Shook pointed to prosecutors' suggestion that Guyger didn't do enough to save Jean, saying it was designed to get the jury angry and emotional.
He said the "hard truth" was that no amount of first-aid or proper CPR would have saved Jean.
"He couldn't survive because of the wound he received," Shook said. "CPR wasn't going to help."
Then, he pointed to two texts Guyger sent to her partner, Martin Rivera, while she was still on the phone with 911.
"You can hate her for sending that text. You can be angry with her. You can hate her, but you can't convict her" based on emotion, Shook said.
He said Guyger "made a series of horrible mistakes" the night she killed Jean.
Robert Rogers, another of Guyger's defense attorneys, said the prosecution failed to "do their duty" and show that Guyger wasn't reasonable in her actions.
"We actually, even though we have no duty, we showed you how this was a reasonable mistake," he said.
"The state, what did they bring you? Sexting and speculation," Rogers continued. "Everything that they have done has been to try to distract you and trick you from looking at the law in this case because they know that if you apply it correctly, that Amber Guyger is not guilty."

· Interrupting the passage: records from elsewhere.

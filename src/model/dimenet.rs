//! Distance-aware message passing in the DimeNet family.
//!
//! Bond lengths are expanded in a Gaussian radial basis with a cosine
//! cutoff envelope; each interaction block gates neighbour messages by that
//! basis. Angular (triplet) terms are not modelled.

use std::f32::consts::PI;

use ndarray::{Array1, Array2, Axis};

use super::{GraphModel, PredictionHead, check_widths};
use crate::config::ModelConfig;
use crate::data::GraphBatch;
use crate::error::{EvalError, Result};
use crate::nn::{Linear, Pool, StateDict, global_pool, relu, scatter_add};

#[derive(Debug, Clone)]
struct InteractionBlock {
    lin_rbf: Linear,
    lin_msg: Linear,
    lin_update: Linear,
}

impl InteractionBlock {
    fn new(emb_dim: usize, num_radial: usize) -> Self {
        Self {
            lin_rbf: Linear::zeros(num_radial, emb_dim),
            lin_msg: Linear::zeros(emb_dim, emb_dim),
            lin_update: Linear::zeros(emb_dim, emb_dim),
        }
    }

    /// `h + relu(W_upd sum_j (W_rbf rbf(d_ij)) * (W_msg h_j))`
    fn forward(&self, h: &Array2<f32>, rbf: &Array2<f32>, batch: &GraphBatch) -> Array2<f32> {
        if batch.num_edges() == 0 {
            return h + &relu(self.lin_update.forward(&Array2::zeros(h.dim())));
        }
        let gate = self.lin_rbf.forward(rbf);
        let neighbours = self.lin_msg.forward(&h.select(Axis(0), &batch.edge_src));
        let messages = gate * &neighbours;
        let aggregated = scatter_add(&messages, &batch.edge_dst, h.nrows());
        h + &relu(self.lin_update.forward(&aggregated))
    }

    fn load(&mut self, state: &mut StateDict, prefix: &str) -> Result<()> {
        self.lin_rbf.load(state, &format!("{}.lin_rbf", prefix))?;
        self.lin_msg.load(state, &format!("{}.lin_msg", prefix))?;
        self.lin_update.load(state, &format!("{}.lin_update", prefix))
    }

    fn export(&self, state: &mut StateDict, prefix: &str) {
        self.lin_rbf.export(state, &format!("{}.lin_rbf", prefix));
        self.lin_msg.export(state, &format!("{}.lin_msg", prefix));
        self.lin_update.export(state, &format!("{}.lin_update", prefix));
    }
}

#[derive(Debug, Clone)]
pub struct DimeNet {
    embedding: Linear,
    blocks: Vec<InteractionBlock>,
    head: PredictionHead,
    pool: Pool,
    node_dim: usize,
    edge_dim: usize,
    num_radial: usize,
    cutoff: f32,
    training: bool,
}

impl DimeNet {
    /// Zero-initialized; parameters come from `load_state_dict`.
    pub fn new(config: &ModelConfig) -> Self {
        let num_radial = config.num_radial.max(1);
        Self {
            embedding: Linear::zeros(config.node_dim, config.emb_dim),
            blocks: (0..config.num_layer)
                .map(|_| InteractionBlock::new(config.emb_dim, num_radial))
                .collect(),
            head: PredictionHead::new(config.emb_dim, config.feat_dim),
            pool: config.pool,
            node_dim: config.node_dim,
            edge_dim: config.edge_dim,
            num_radial,
            cutoff: config.cutoff,
            training: true,
        }
    }

    /// Gaussian basis on `[0, cutoff]` times a smooth cosine envelope.
    fn radial_basis(&self, distances: &Array1<f32>) -> Array2<f32> {
        let spacing = if self.num_radial > 1 {
            self.cutoff / (self.num_radial - 1) as f32
        } else {
            self.cutoff
        };
        let gamma = 1.0 / (spacing * spacing).max(f32::EPSILON);

        Array2::from_shape_fn((distances.len(), self.num_radial), |(edge, k)| {
            let d = distances[edge];
            if d >= self.cutoff {
                return 0.0;
            }
            let envelope = 0.5 * ((PI * d / self.cutoff).cos() + 1.0);
            let center = spacing * k as f32;
            envelope * (-gamma * (d - center).powi(2)).exp()
        })
    }
}

impl GraphModel for DimeNet {
    fn forward(&self, batch: &GraphBatch) -> Result<(Array2<f32>, Array1<f32>)> {
        check_widths(batch, self.node_dim, self.edge_dim)?;
        if batch.num_edges() > 0 && batch.edge_attr.ncols() == 0 {
            return Err(EvalError::ShapeMismatch(
                "dimenet needs the bond distance in edge_attr column 0".to_string(),
            ));
        }

        let distances = if batch.num_edges() > 0 {
            batch.edge_attr.column(0).to_owned()
        } else {
            Array1::zeros(0)
        };
        let rbf = self.radial_basis(&distances);

        let mut h = self.embedding.forward(&batch.x);
        for block in &self.blocks {
            h = block.forward(&h, &rbf, batch);
        }

        let pooled = global_pool(&h, &batch.batch, batch.num_graphs, self.pool);
        Ok(self.head.forward(&pooled))
    }

    fn load_state_dict(&mut self, mut state: StateDict) -> Result<()> {
        self.embedding.load(&mut state, "embedding")?;
        for (index, block) in self.blocks.iter_mut().enumerate() {
            block.load(&mut state, &format!("blocks.{}", index))?;
        }
        self.head.load(&mut state)?;
        state.finish()
    }

    fn state_dict(&self) -> StateDict {
        let mut state = StateDict::new();
        self.embedding.export(&mut state, "embedding");
        for (index, block) in self.blocks.iter().enumerate() {
            block.export(&mut state, &format!("blocks.{}", index));
        }
        self.head.export(&mut state);
        state
    }

    fn eval(&mut self) {
        self.training = false;
    }

    fn is_training(&self) -> bool {
        self.training
    }
}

Court was in session but abbreviated Saturday _ jurors heard only five minutes of testimony before recessing for the day.
Prosecutors and Guyger's defense spent much of the morning in a hearing outside the jury's presence in which the defense tried to certify Craig Miller, a former Dallas ISD chief and former Dallas deputy chief, as an expert witness.
The defense wanted jurors to hear testimony from Miller and Texas Ranger David Armstrong about their beliefs that Guyger was reasonable in shooting Jean based on her belief that he was an intruder in her apartment.
But state District Judge Tammy Kemp ruled that neither of them could offer testimony on Guyger's "reasonableness" the night of the shooting. That will be left up to each juror.
After the prosecution rested its case Thursday, Guyger was her defense team's first witness when she took the stand Friday morning.
She tearfully recounted the night of Sept. 6, 2018, which she said she would always regret. She told jurors she shot Jean because she was afraid.
"I was scared whoever was inside of my apartment was going to kill me, and I'm sorry," Guyger said through tears, her voice shaking. "I have to live with that every single day."
During cross-examination, prosecutor Jason Hermus grilled the former police officer, asking why she didn't call for backup when she heard "shuffling" inside what she thought was her apartment.